“And that same sociality which exists among us here will exist among us there, only it will be coupled with eternal glory.” (D&C 130:2)
I don’t like the phrase “social distancing.” I much prefer the phrase “physical distancing,” which is in fact more descriptive of the actual constraints required to slow the spread of COVID-19. During this time of massive lockdowns, quarantines, and self-isolation, we do not need social distancing. In fact, we need social contact more than ever. We need social proximity, not social distance.
For humans are innately social beings. We are dependent on others from the moment we take our first breath. As we grow, we are enmeshed in a thick web of relationships: families, friends, neighbors, schools, churches, communities, trades, tribes, clubs, countries, parties, and so forth. These interconnect us in myriad ways and on multiple levels. There is a Maori saying I learned my first year here: He aha te mea nui o te Ao. He tāngata, he tāngata, he tāngata.” Translation: “What is the most important thing in the world? It is people, it is people, it is people.”

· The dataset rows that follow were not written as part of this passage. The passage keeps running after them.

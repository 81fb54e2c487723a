//! Per-accepted-connection orchestration: the state machine described in
//! §4.4 — handshake, identity, balancer acquire, upstream dial, forwarding,
//! draining, release.

use std::io;
use std::net::Shutdown;
use std::sync::Arc;
use std::time::Duration;

use socket2::{SockRef, Socket};
use tokio::net::TcpStream;
use tokio::time::timeout;
use tokio_rustls::TlsAcceptor;
use tokio_util::sync::CancellationToken;
use tracing::{info, warn};

use crate::auth::AuthRegistry;
use crate::balancer::Balancer;
use crate::error::ProxyError;
use crate::forwarder::forward;
use crate::proxy::tls::client_common_name;

const DIAL_TIMEOUT: Duration = Duration::from_secs(15);

/// Force-shuts-down both directions of a socket this process independently
/// owns a descriptor for — `dup`'d off the live stream before it was split,
/// via `Socket::try_clone`, so this never needs to reach back into the split
/// halves or reconstruct a borrow from a raw fd.
fn force_close(dup: &Socket) {
    let _ = dup.shutdown(Shutdown::Both);
}

pub async fn handle_connection(
    acceptor: TlsAcceptor,
    raw_conn: TcpStream,
    auth: Arc<AuthRegistry>,
    balancer: Arc<Balancer>,
    heartbeat: Duration,
    buf_size: usize,
) -> Result<(), ProxyError> {
    // Handshaking
    let tls_stream = acceptor
        .accept(raw_conn)
        .await
        .map_err(ProxyError::HandshakeFailed)?;

    let peer_certs = tls_stream
        .get_ref()
        .1
        .peer_certificates()
        .ok_or_else(|| {
            ProxyError::HandshakeFailed(io::Error::new(
                io::ErrorKind::InvalidData,
                "no peer certificate presented",
            ))
        })?;
    let client_id = client_common_name(peer_certs)?;

    // Authenticated
    if !auth.authn(&client_id) {
        return Err(ProxyError::NotAuthenticated(client_id));
    }

    // Acquired
    let upstream_handle = balancer.acquire(&client_id)?;

    // Connected
    let upstream_stream = match timeout(DIAL_TIMEOUT, TcpStream::connect(upstream_handle.addr())).await {
        Ok(Ok(stream)) => stream,
        Ok(Err(e)) => return Err(ProxyError::UpstreamDialFailed(e)),
        Err(_) => {
            return Err(ProxyError::UpstreamDialFailed(io::Error::new(
                io::ErrorKind::TimedOut,
                "dialing upstream",
            )))
        }
    };

    // Forwarding / Draining
    let result = run_session(tls_stream, upstream_stream, heartbeat, buf_size).await;

    // Closed — the upstream handle is dropped here (after both forwarders
    // have returned), releasing the balancer slot exactly once.
    match &result {
        Ok(()) => info!(client = %client_id, addr = %upstream_handle.addr(), "session closed"),
        Err(e) => warn!(client = %client_id, addr = %upstream_handle.addr(), error = %e, "session closed with error"),
    }
    drop(upstream_handle);

    result
}

async fn run_session(
    client_stream: tokio_rustls::server::TlsStream<TcpStream>,
    upstream_stream: TcpStream,
    heartbeat: Duration,
    buf_size: usize,
) -> Result<(), ProxyError> {
    let client_dup = SockRef::from(&client_stream).try_clone()?;
    let upstream_dup = SockRef::from(&upstream_stream).try_clone()?;

    let (client_read, client_write) = tokio::io::split(client_stream);
    let (upstream_read, upstream_write) = upstream_stream.into_split();

    let cancel = CancellationToken::new();

    let watcher_cancel = cancel.clone();
    let watcher = tokio::spawn(async move {
        watcher_cancel.cancelled().await;
        force_close(&client_dup);
        force_close(&upstream_dup);
    });

    let mut client_to_upstream = tokio::spawn(forward(
        cancel.clone(),
        client_read,
        upstream_write,
        heartbeat,
        buf_size,
    ));
    let mut upstream_to_client = tokio::spawn(forward(
        cancel.clone(),
        upstream_read,
        client_write,
        heartbeat,
        buf_size,
    ));

    // Draining begins the moment either forwarder returns, for any reason —
    // the cancel fan-out tears down the side that is still running.
    enum Direction {
        ClientToUpstream,
        UpstreamToClient,
    }
    let (first_result, which) = tokio::select! {
        res = &mut client_to_upstream => (res, Direction::ClientToUpstream),
        res = &mut upstream_to_client => (res, Direction::UpstreamToClient),
    };
    cancel.cancel();

    let second_result = match which {
        Direction::ClientToUpstream => upstream_to_client.await,
        Direction::UpstreamToClient => client_to_upstream.await,
    };

    let _ = watcher.await;

    match (flatten(first_result), flatten(second_result)) {
        (Ok(()), Ok(())) => Ok(()),
        (Err(e), _) | (_, Err(e)) => Err(e),
    }
}

fn flatten(joined: Result<Result<(), ProxyError>, tokio::task::JoinError>) -> Result<(), ProxyError> {
    match joined {
        Ok(inner) => inner,
        Err(e) => Err(ProxyError::ForwardIo(io::Error::other(e))),
    }
}
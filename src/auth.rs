//! Static client roster: identity lookup and per-client permissions.
//!
//! The registry is a pure read-only lookup, built once at startup from
//! configuration and never mutated afterwards — there is no dynamic
//! credential revocation.

use crate::config::ClientConfig;

#[derive(Clone, Debug)]
pub struct Perms {
    pub upstream_addrs: Vec<String>,
    pub limit: u32,
}

#[derive(Clone, Debug)]
pub struct Client {
    pub id: String,
    pub perms: Perms,
}

pub struct AuthRegistry {
    clients: Vec<Client>,
}

impl AuthRegistry {
    pub fn new(clients: Vec<ClientConfig>) -> Self {
        let clients = clients
            .into_iter()
            .map(|c| Client {
                id: c.id,
                perms: Perms {
                    upstream_addrs: c.perms.upstream_addrs,
                    limit: c.perms.limit,
                },
            })
            .collect();
        Self { clients }
    }

    /// True iff `id` appears in the configured client roster.
    pub fn authn(&self, id: &str) -> bool {
        self.clients.iter().any(|c| c.id == id)
    }

    /// Read-only snapshot used to build the balancer's per-client runtime state.
    pub fn all_clients_perms(&self) -> &[Client] {
        &self.clients
    }
}
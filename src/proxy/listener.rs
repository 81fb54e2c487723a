//! Accept loop: binds the listening socket, builds the TLS acceptor, and
//! dispatches each accepted connection to its own handler task. Per-accept
//! errors are logged and the loop continues — it never exits on a transient
//! accept failure.

use std::sync::Arc;
use std::time::Duration;

use tokio::net::TcpListener;
use tokio_rustls::TlsAcceptor;
use tracing::{info, warn};

use crate::auth::AuthRegistry;
use crate::balancer::Balancer;
use crate::error::ProxyError;
use crate::proxy::handler::handle_connection;
use crate::proxy::tls::build_server_config;

pub struct ListenerConfig {
    pub addr: String,
    pub client_ca_cert_path: String,
    pub server_cert_path: String,
    pub server_key_path: String,
    pub heartbeat_timeout: Duration,
    pub forward_buff_size: usize,
}

pub async fn run(
    config: ListenerConfig,
    auth: Arc<AuthRegistry>,
    balancer: Arc<Balancer>,
) -> Result<(), ProxyError> {
    let server_config = build_server_config(
        &config.client_ca_cert_path,
        &config.server_cert_path,
        &config.server_key_path,
    )?;
    let acceptor = TlsAcceptor::from(server_config);

    let listener = TcpListener::bind(&config.addr)
        .await
        .map_err(|e| ProxyError::ConfigInvalid(format!("binding '{}': {e}", config.addr)))?;
    info!(addr = %config.addr, "listening");

    loop {
        let (raw_conn, peer_addr) = match listener.accept().await {
            Ok(pair) => pair,
            Err(e) => {
                warn!(error = %e, "transient accept error, continuing");
                continue;
            }
        };

        let acceptor = acceptor.clone();
        let auth = Arc::clone(&auth);
        let balancer = Arc::clone(&balancer);
        let heartbeat = config.heartbeat_timeout;
        let buf_size = config.forward_buff_size;

        tokio::spawn(async move {
            if let Err(e) = handle_connection(acceptor, raw_conn, auth, balancer, heartbeat, buf_size).await {
                warn!(peer = %peer_addr, error = %e, "connection ended with error");
            }
        });
    }
}

#[cfg(test)]
mod tests {
    use super::*;
    use crate::auth::AuthRegistry;
    use crate::config::{ClientConfig, PermsConfig};
    use rustls::{Certificate as RustlsCert, ClientConfig as RustlsClientConfig, PrivateKey, RootCertStore};
    use std::convert::TryFrom;
    use std::io::Write;
    use tokio::io::{AsyncReadExt, AsyncWriteExt};
    use tokio_rustls::TlsConnector;

    fn gen_ca() -> rcgen::Certificate {
        let mut params = rcgen::CertificateParams::new(vec![]);
        let mut name = rcgen::DistinguishedName::new();
        name.push(rcgen::DnType::CommonName, "test-ca");
        params.distinguished_name = name;
        params.is_ca = rcgen::IsCa::Ca(rcgen::BasicConstraints::Unconstrained);
        rcgen::Certificate::from_params(params).unwrap()
    }

    fn gen_leaf(cn: &str, dns_san: Option<&str>) -> rcgen::Certificate {
        let sans = dns_san.map(|s| vec![s.to_string()]).unwrap_or_default();
        let mut params = rcgen::CertificateParams::new(sans);
        let mut name = rcgen::DistinguishedName::new();
        name.push(rcgen::DnType::CommonName, cn);
        params.distinguished_name = name;
        if let Some(s) = dns_san {
            params.subject_alt_names = vec![rcgen::SanType::DnsName(s.to_string())];
        }
        rcgen::Certificate::from_params(params).unwrap()
    }

    fn write_tmp(contents: &str) -> tempfile::NamedTempFile {
        let mut f = tempfile::NamedTempFile::new().unwrap();
        f.write_all(contents.as_bytes()).unwrap();
        f
    }

    async fn connect_client(
        ca_der: Vec<u8>,
        cert_der: Vec<u8>,
        key_der: Vec<u8>,
        addr: std::net::SocketAddr,
    ) -> tokio_rustls::client::TlsStream<tokio::net::TcpStream> {
        let mut root_store = RootCertStore::empty();
        root_store.add(&RustlsCert(ca_der)).unwrap();

        let client_config = RustlsClientConfig::builder()
            .with_safe_default_cipher_suites()
            .with_safe_default_kx_groups()
            .with_protocol_versions(&[&rustls::version::TLS13])
            .unwrap()
            .with_root_certificates(root_store)
            .with_client_auth_cert(vec![RustlsCert(cert_der)], PrivateKey(key_der))
            .unwrap();
        let connector = TlsConnector::from(Arc::new(client_config));
        let domain = rustls::ServerName::try_from("localhost").unwrap();

        let tcp = tokio::net::TcpStream::connect(addr).await.unwrap();
        connector.connect(domain, tcp).await.unwrap()
    }

    #[tokio::test]
    async fn binding_an_invalid_address_fails_before_entering_the_accept_loop() {
        let ca = gen_ca();
        let server_leaf = gen_leaf("localhost", Some("localhost"));
        let ca_file = write_tmp(&ca.serialize_pem().unwrap());
        let cert_file = write_tmp(&server_leaf.serialize_pem_with_signer(&ca).unwrap());
        let key_file = write_tmp(&server_leaf.serialize_private_key_pem());

        let config = ListenerConfig {
            addr: "not-an-address".to_string(),
            client_ca_cert_path: ca_file.path().to_str().unwrap().to_string(),
            server_cert_path: cert_file.path().to_str().unwrap().to_string(),
            server_key_path: key_file.path().to_str().unwrap().to_string(),
            heartbeat_timeout: Duration::from_secs(30),
            forward_buff_size: 1024,
        };

        let auth = Arc::new(AuthRegistry::new(vec![]));
        let balancer = Balancer::new(vec!["127.0.0.1:1".to_string()], &[]).unwrap();

        let err = run(config, auth, balancer).await.unwrap_err();
        assert!(matches!(err, ProxyError::ConfigInvalid(_)));
    }

    #[tokio::test]
    async fn accepted_connections_are_dispatched_to_the_handler_end_to_end() {
        let ca = gen_ca();
        let server_leaf = gen_leaf("localhost", Some("localhost"));
        let client_leaf = gen_leaf("alice", None);

        let ca_file = write_tmp(&ca.serialize_pem().unwrap());
        let cert_file = write_tmp(&server_leaf.serialize_pem_with_signer(&ca).unwrap());
        let key_file = write_tmp(&server_leaf.serialize_private_key_pem());

        let ca_der = ca.serialize_der().unwrap();
        let client_cert_der = client_leaf.serialize_der_with_signer(&ca).unwrap();
        let client_key_der = client_leaf.serialize_private_key_der();

        // Stub upstream: echoes whatever it is sent.
        let upstream_listener = tokio::net::TcpListener::bind("127.0.0.1:0").await.unwrap();
        let upstream_addr = upstream_listener.local_addr().unwrap();
        tokio::spawn(async move {
            if let Ok((mut stream, _)) = upstream_listener.accept().await {
                let mut buf = [0u8; 5];
                if stream.read_exact(&mut buf).await.is_ok() {
                    let _ = stream.write_all(&buf).await;
                }
            }
        });

        // Bind on an ephemeral port ourselves first so the test knows the
        // address to connect to, then hand that exact address to `run`.
        let probe = tokio::net::TcpListener::bind("127.0.0.1:0").await.unwrap();
        let proxy_addr = probe.local_addr().unwrap();
        drop(probe);

        let config = ListenerConfig {
            addr: proxy_addr.to_string(),
            client_ca_cert_path: ca_file.path().to_str().unwrap().to_string(),
            server_cert_path: cert_file.path().to_str().unwrap().to_string(),
            server_key_path: key_file.path().to_str().unwrap().to_string(),
            heartbeat_timeout: Duration::from_secs(30),
            forward_buff_size: 1024,
        };

        let auth = Arc::new(AuthRegistry::new(vec![ClientConfig {
            id: "alice".into(),
            perms: PermsConfig { upstream_addrs: vec![], limit: 0 },
        }]));
        let balancer = Balancer::new(vec![upstream_addr.to_string()], auth.all_clients_perms()).unwrap();

        tokio::spawn(run(config, auth, balancer));
        // The accept loop binds its own listener as part of `run`'s startup;
        // give it a moment to reach the `accept().await` point before the
        // client dials in.
        tokio::time::sleep(Duration::from_millis(50)).await;

        let mut stream = connect_client(ca_der, client_cert_der, client_key_der, proxy_addr).await;
        stream.write_all(b"hello").await.unwrap();
        let mut echoed = [0u8; 5];
        tokio::time::timeout(Duration::from_secs(2), stream.read_exact(&mut echoed))
            .await
            .expect("the listener should have dispatched the connection to a handler")
            .unwrap();
        assert_eq!(&echoed, b"hello");
    }
}
//! Model Metadata
//!
//! Loads the JSON artifacts produced alongside the trained model:
//! `feature_metadata.json` (canonical feature list, defaults, clinical
//! mapping, SHAP importance) and `model_metadata.json` (name, training
//! date, performance metrics).

use std::collections::{BTreeMap, HashMap};
use std::fs;
use std::path::Path;

use serde::Deserialize;
use serde_json::Value;

use crate::error::PredictionError;
use crate::risk::features::FeatureSchema;

pub const FEATURE_METADATA_FILE: &str = "feature_metadata.json";
pub const MODEL_METADATA_FILE: &str = "model_metadata.json";

// ============================================================================
// ARTIFACT FILE SCHEMAS
// ============================================================================

#[derive(Debug, Deserialize)]
struct FeatureMetadataFile {
    feature_names: Vec<String>,
    #[serde(default)]
    default_values: HashMap<String, f64>,
    #[serde(default)]
    clinical_mapping: Value,
    #[serde(default)]
    feature_importance_shap: Value,
}

#[derive(Debug, Deserialize)]
struct ModelMetadataFile {
    model_name: String,
    training_date: String,
    performance_metrics: BTreeMap<String, f64>,
}

// ============================================================================
// LOADED METADATA
// ============================================================================

/// Read-only metadata for the loaded model
#[derive(Debug, Clone)]
pub struct ModelMetadata {
    pub model_name: String,
    /// Training date doubles as the model version string
    pub model_version: String,
    /// Reported performance: at least `auroc` and `accuracy`
    pub performance: BTreeMap<String, f64>,
    /// Feature name -> clinical description (opaque passthrough)
    pub clinical_mapping: Value,
    /// Static SHAP importance from training (opaque passthrough)
    pub feature_importance: Value,
    pub schema: FeatureSchema,
}

/// Load and validate metadata from `model_dir`.
///
/// # Errors
/// Returns `MissingArtifact` when a file is absent, unreadable, or
/// malformed, and `SchemaMismatch` when the feature list is empty.
pub fn load(model_dir: &Path) -> Result<ModelMetadata, PredictionError> {
    let features: FeatureMetadataFile = read_json(&model_dir.join(FEATURE_METADATA_FILE))?;
    let model: ModelMetadataFile = read_json(&model_dir.join(MODEL_METADATA_FILE))?;

    // Metadata-provided defaults overlay the built-in table
    let mut defaults = FeatureSchema::builtin_defaults();
    defaults.extend(features.default_values);

    let schema = FeatureSchema::new(features.feature_names, defaults)?;

    let auroc = metric(&model.performance_metrics, "auroc")?;
    let accuracy = metric(&model.performance_metrics, "test_accuracy")?;
    let performance = BTreeMap::from([
        ("auroc".to_string(), auroc),
        ("accuracy".to_string(), accuracy),
    ]);

    tracing::info!(
        model_name = %model.model_name,
        auroc = auroc,
        features = schema.len(),
        "model metadata loaded"
    );

    Ok(ModelMetadata {
        model_name: model.model_name,
        model_version: model.training_date,
        performance,
        clinical_mapping: features.clinical_mapping,
        feature_importance: features.feature_importance_shap,
        schema,
    })
}

fn read_json<T: serde::de::DeserializeOwned>(path: &Path) -> Result<T, PredictionError> {
    let bytes = fs::read(path)
        .map_err(|e| PredictionError::MissingArtifact(format!("{}: {}", path.display(), e)))?;
    serde_json::from_slice(&bytes)
        .map_err(|e| PredictionError::MissingArtifact(format!("{}: {}", path.display(), e)))
}

fn metric(metrics: &BTreeMap<String, f64>, name: &str) -> Result<f64, PredictionError> {
    metrics.get(name).copied().ok_or_else(|| {
        PredictionError::MissingArtifact(format!(
            "{}: performance_metrics.{} missing",
            MODEL_METADATA_FILE, name
        ))
    })
}

// ============================================================================
// TESTS
// ============================================================================

#[cfg(test)]
mod tests {
    use super::*;
    use std::io::Write;

    fn write_artifacts(dir: &Path, feature_json: &str, model_json: &str) {
        let mut f = fs::File::create(dir.join(FEATURE_METADATA_FILE)).unwrap();
        f.write_all(feature_json.as_bytes()).unwrap();
        let mut f = fs::File::create(dir.join(MODEL_METADATA_FILE)).unwrap();
        f.write_all(model_json.as_bytes()).unwrap();
    }

    const FEATURES: &str = r#"{
        "feature_names": ["age", "bmi", "systolic_bp"],
        "default_values": {"bmi": 26.5},
        "clinical_mapping": {"bmi": "Body Mass Index"}
    }"#;

    const MODEL: &str = r#"{
        "model_name": "XGBoost",
        "training_date": "2025-09-09",
        "performance_metrics": {"auroc": 0.91, "test_accuracy": 0.87}
    }"#;

    #[test]
    fn test_load_metadata() {
        let dir = tempfile::tempdir().unwrap();
        write_artifacts(dir.path(), FEATURES, MODEL);

        let metadata = load(dir.path()).unwrap();
        assert_eq!(metadata.model_name, "XGBoost");
        assert_eq!(metadata.model_version, "2025-09-09");
        assert_eq!(metadata.performance["auroc"], 0.91);
        assert_eq!(metadata.performance["accuracy"], 0.87);
        assert_eq!(metadata.schema.len(), 3);

        // File default overrides the built-in table entry
        assert_eq!(metadata.schema.default_for("bmi"), 26.5);
        // Built-in default survives where the file is silent
        assert_eq!(metadata.schema.default_for("age"), 50.0);
    }

    #[test]
    fn test_missing_artifact() {
        let dir = tempfile::tempdir().unwrap();
        let err = load(dir.path()).unwrap_err();
        assert!(matches!(err, PredictionError::MissingArtifact(_)));
    }

    #[test]
    fn test_empty_feature_list_rejected() {
        let dir = tempfile::tempdir().unwrap();
        write_artifacts(
            dir.path(),
            r#"{"feature_names": []}"#,
            MODEL,
        );

        let err = load(dir.path()).unwrap_err();
        assert!(matches!(err, PredictionError::SchemaMismatch));
    }

    #[test]
    fn test_missing_metric_rejected() {
        let dir = tempfile::tempdir().unwrap();
        write_artifacts(
            dir.path(),
            FEATURES,
            r#"{
                "model_name": "XGBoost",
                "training_date": "2025-09-09",
                "performance_metrics": {"auroc": 0.91}
            }"#,
        );

        let err = load(dir.path()).unwrap_err();
        assert!(matches!(err, PredictionError::MissingArtifact(_)));
    }
}
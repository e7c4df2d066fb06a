//! Classifier Interface
//!
//! Narrow interface over the trained 3-class model. The decision layer
//! only ever sees a probability distribution; how it is produced (ONNX,
//! a different runtime, a test double) is behind the trait.

use serde::{Deserialize, Serialize};

use crate::error::PredictionError;
use crate::risk::features::FeatureVector;

/// Tolerated drift from 1.0 for the probability sum
pub const PROBABILITY_SUM_TOLERANCE: f64 = 1e-3;

// ============================================================================
// CLASS PROBABILITIES
// ============================================================================

/// Probability distribution over the three fixed classes.
///
/// The field order mirrors the classifier-native class order
/// (high = index 0, low = index 1, medium = index 2). This ordering is an
/// external contract of the trained model; never resort by probability.
#[derive(Debug, Clone, Copy, Serialize, Deserialize)]
pub struct ClassProbabilities {
    pub high: f64,
    pub low: f64,
    pub medium: f64,
}

impl ClassProbabilities {
    pub fn new(high: f64, low: f64, medium: f64) -> Self {
        Self { high, low, medium }
    }

    /// Reject malformed distributions. There is no safe fallback tier for
    /// a health-risk output, so anything off-shape fails the prediction.
    ///
    /// # Errors
    /// Returns `Classifier` when any entry is non-finite or outside [0, 1],
    /// or the sum is not 1 within tolerance.
    pub fn validate(&self) -> Result<(), PredictionError> {
        for (name, p) in [("high", self.high), ("low", self.low), ("medium", self.medium)] {
            if !p.is_finite() || !(0.0..=1.0).contains(&p) {
                return Err(PredictionError::Classifier(format!(
                    "probability for class '{}' out of range: {}",
                    name, p
                )));
            }
        }

        let sum = self.high + self.low + self.medium;
        if (sum - 1.0).abs() > PROBABILITY_SUM_TOLERANCE {
            return Err(PredictionError::Classifier(format!(
                "class probabilities sum to {:.6}, expected 1.0",
                sum
            )));
        }

        Ok(())
    }

    /// Maximum class probability
    pub fn max(&self) -> f64 {
        self.high.max(self.low).max(self.medium)
    }
}

// ============================================================================
// CLASSIFIER TRAIT
// ============================================================================

/// Black-box 3-class classifier
pub trait Classifier: Send + Sync {
    /// Map a feature vector to the (high, low, medium) distribution.
    ///
    /// # Errors
    /// Returns `Classifier` when the call fails or the output shape is
    /// not a 3-class distribution.
    fn predict(&self, vector: &FeatureVector) -> Result<ClassProbabilities, PredictionError>;
}

// ============================================================================
// TESTS
// ============================================================================
//! Error handling

use axum::{
    response::{IntoResponse, Response},
    http::StatusCode,
    Json,
};
use serde_json::json;

pub type AppResult<T> = Result<T, AppError>;

/// Failures inside the prediction pipeline.
///
/// Missing individual patient fields are NOT errors; they are handled by
/// default substitution in the assembler and the rule engine. Everything
/// here fails the whole prediction - there is no safe fallback tier for a
/// health-risk output.
#[derive(Debug, thiserror::Error)]
pub enum PredictionError {
    /// Classifier or metadata artifact cannot be initialized. Fatal at startup.
    #[error("missing model artifact: {0}")]
    MissingArtifact(String),

    /// A field present in the patient record cannot be coerced to a number.
    #[error("field '{name}' has non-numeric value: {value}")]
    MalformedField { name: String, value: String },

    /// The classifier call failed or returned a malformed distribution.
    #[error("classifier invocation failed: {0}")]
    Classifier(String),

    /// The metadata feature list is empty - no meaningful vector can be assembled.
    #[error("feature schema has no features")]
    SchemaMismatch,
}

#[derive(Debug)]
pub enum AppError {
    // Validation errors
    ValidationError(String),

    // Prediction pipeline errors
    PredictionFailed(String),

    // Generic errors
    InternalError(String),
}

impl IntoResponse for AppError {
    fn into_response(self) -> Response {
        let (status, error_message) = match &self {
            AppError::ValidationError(msg) => (StatusCode::BAD_REQUEST, msg.as_str()),
            AppError::PredictionFailed(msg) => {
                tracing::error!("Prediction error: {}", msg);
                (StatusCode::INTERNAL_SERVER_ERROR, "Prediction failed")
            }
            AppError::InternalError(msg) => {
                tracing::error!("Internal error: {}", msg);
                (StatusCode::INTERNAL_SERVER_ERROR, "Internal server error")
            }
        };

        let body = Json(json!({
            "error": error_message,
            "status": status.as_u16()
        }));

        (status, body).into_response()
    }
}

impl From<PredictionError> for AppError {
    fn from(err: PredictionError) -> Self {
        match err {
            e @ PredictionError::MalformedField { .. } => AppError::ValidationError(e.to_string()),
            other => AppError::PredictionFailed(other.to_string()),
        }
    }
}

Life is about relationships. While there is much to be said for and to admire in the solitary genius, full human flourishing and joy occur in relationships. We instinctively feel that there is something deficient in a life lived without connection to or concern for others.
So rather than promote “social distancing” let us nurture and even increase social closeness in this time of physical separation. This is a time to reach out to others who may be feeling isolated. It is a time to exploit the potential of social media to create richer and more nourishing virtual networks than those we had online before the pandemic. It is a time to strengthen the bonds of friendship.
I like the sage advice of the 18th-century writer Dr. Samuel Johnson: “A man, sir, should keep his friendship in a constant repair” (Boswell: Life of Johnson). This is a good time to make sure our friendships are in good repair.
Human friendship is a great gift. As Sir Francis Bacon writes in “Of Friendship” (1612): “Friendship multiplieth joys and divideth griefs.” I am grateful for the friends who have multiplied my joys and divided my sorrows. So let us pay attention to this simple arithmetic of friendship. For without friends, “the world is but a wilderness” (Bacon, “Of Friendship” 1625).
As we come closer together as friends, we embrace a gospel principle—one dear to the Prophet Joseph Smith. Joseph praised and prized friendship. He knew first-hand what it was to be isolated from friends: “Those who have not been enclosed in the walls of prison,” he said, “can have but little idea how sweet the voice of a friend is” (HC 3:293). He rejoiced in faithful friends: “How good and glorious it has seemed unto me, to find pure and holy friends, who are faithful, just, and true”(HC 5:107). And he went to his death in Carthage ruefully remarking, “If my life is of no value to my friends it is of none to myself” (HC 6:549).
The Prophet proclaimed that friendship is a fundamental principle of the Restored gospel. “Friendship,” he declared, “is one of the grand fundamental principles of ‘Mormonism’”—adding this vivid, homely comparison: “Friendship is like Brother Turley in his blacksmith shop welding iron to iron; it unites the human family with its happy influence” (HC 5:517).
Joseph taught as doctrine that the social relationships we enjoy here, which make life so sweet, will extend into the next life, only there to be coupled with glory: “And that same sociality which exists among us here will exist among us there, only it will be coupled with eternal glory” (D&C 130:2).
Physical distancing? Yes. Social distancing? No! Rather, let us not only maintain but increase “that same sociality” that existed among us before COVID-19, striving to render these relationships even richer and deeper. For they are intended to endure into eternity.